Examples of simple movements are the flexion-extension of the elbow with the pronated forearm
or flexion-extension of the wrist. Complex movements were simple movements performed with the
elbow flexed at 45° or simple movements performed with the elbow flexed at 45° and lifted
from the table. Functional movements consisted in reaching, grasping and moving or using
different objects (e.g., a pen, a tennis ball, a coin) Patients were asked to move their
sound arm while looking the mirror reflective surface (intervention group) or the opaque
surface (control group). Patients were also asked to stay still with the impaired arm.
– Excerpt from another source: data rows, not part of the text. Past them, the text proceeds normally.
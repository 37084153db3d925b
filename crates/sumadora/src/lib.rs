//! Sumadora - Single-Screen Keypad Calculator
//!
//! A calculator in the immediate-execution style: digits accumulate into an
//! operand, an operator button stores it and waits for the next operand, and
//! equals (or the next operator press) computes left to right with no
//! precedence. The arithmetic engine is pure and UI-agnostic; the keypad
//! model and the TUI frontend invoke its operations and render its single
//! observable output, the display string.
//!
//! # Example
//!
//! ```rust
//! use sumadora::prelude::*;
//!
//! let mut engine = Engine::new();
//! engine.append_digit('5');
//! engine.set_operator(Operator::Add);
//! engine.append_digit('3');
//! engine.equals();
//! assert_eq!(engine.display(), "8");
//!
//! // Operators chain left to right
//! engine.set_operator(Operator::Multiply);
//! engine.append_digit('2');
//! engine.equals();
//! assert_eq!(engine.display(), "16");
//! ```

// Allow common test patterns in this crate
#![cfg_attr(
    test,
    allow(
        clippy::unwrap_used,
        clippy::expect_used,
        clippy::panic,
        clippy::float_cmp
    )
)]
#![deny(missing_docs)]
#![deny(missing_debug_implementations)]

pub mod driver;
pub mod engine;
pub mod keypad;

#[cfg(feature = "tui")]
pub mod tui;

/// Prelude for convenient imports
pub mod prelude {
    pub use crate::driver::{EngineDriver, KeypadDriver};
    pub use crate::engine::{Engine, EngineError, Operator, Snapshot};
    pub use crate::keypad::{Button, ButtonClass, ButtonKind, Keypad};

    #[cfg(feature = "tui")]
    pub use crate::driver::TuiDriver;

    #[cfg(feature = "tui")]
    pub use crate::tui::{CalculatorApp, InputHandler, KeyAction};
}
Both mirror therapy and sham therapy consisted in one on one sessions (one therapist treated
one patient), lasting 30 minutes each and administered once daily, five days per week for 30
days. From day 1 to 10, from day 11 to 20 and from day 21 to 30, patients practiced simple,
complex and functional movements, respectively. In each session, ten different movements were
practiced. Mirror therapy and sham therapy were administered in a quiet room close to the
rehabilitation gym.
The study was powered to detect a clinically important difference of the main outcome. Sample
size was calculated choosing a large effect size (Cohen's d = 0.9) and type 1 and type 2
error probabilities equal to 0.05 and 0.2, respectively. These parameters return a total
sample size of 40 patients (13). Therefore, we planned to recruit 20 patients in each
treatment group.
Counts, mean and standard deviation (SD) were used as descriptive statistics. Differences
between the baseline characteristics of the intervention and control groups were tested using
the two sample t-test and the Fisher's exact test (nominal data). The 0.95 confidence
interval (0.95 CI) for matched samples was used for comparing the main and secondary outcomes
before baseline and at week five (within group difference). The 0.95 CI for independent
samples was used for testing differences in the main and secondary outcomes between the
intervention and the comparison groups (mirror therapy vs. sham therapy, between groups
difference).
A type 1 error probability equal to 0.05 was chosen. An intention-to-treat analysis was
performed using the last observation carried forward method. In addition, the significance
analysis was repeated after drop out removal. Statistical analyses were done in R 3.3.0 (R: A
Language and Environment for Statistical Computing) with the ggplot and cowplot packages.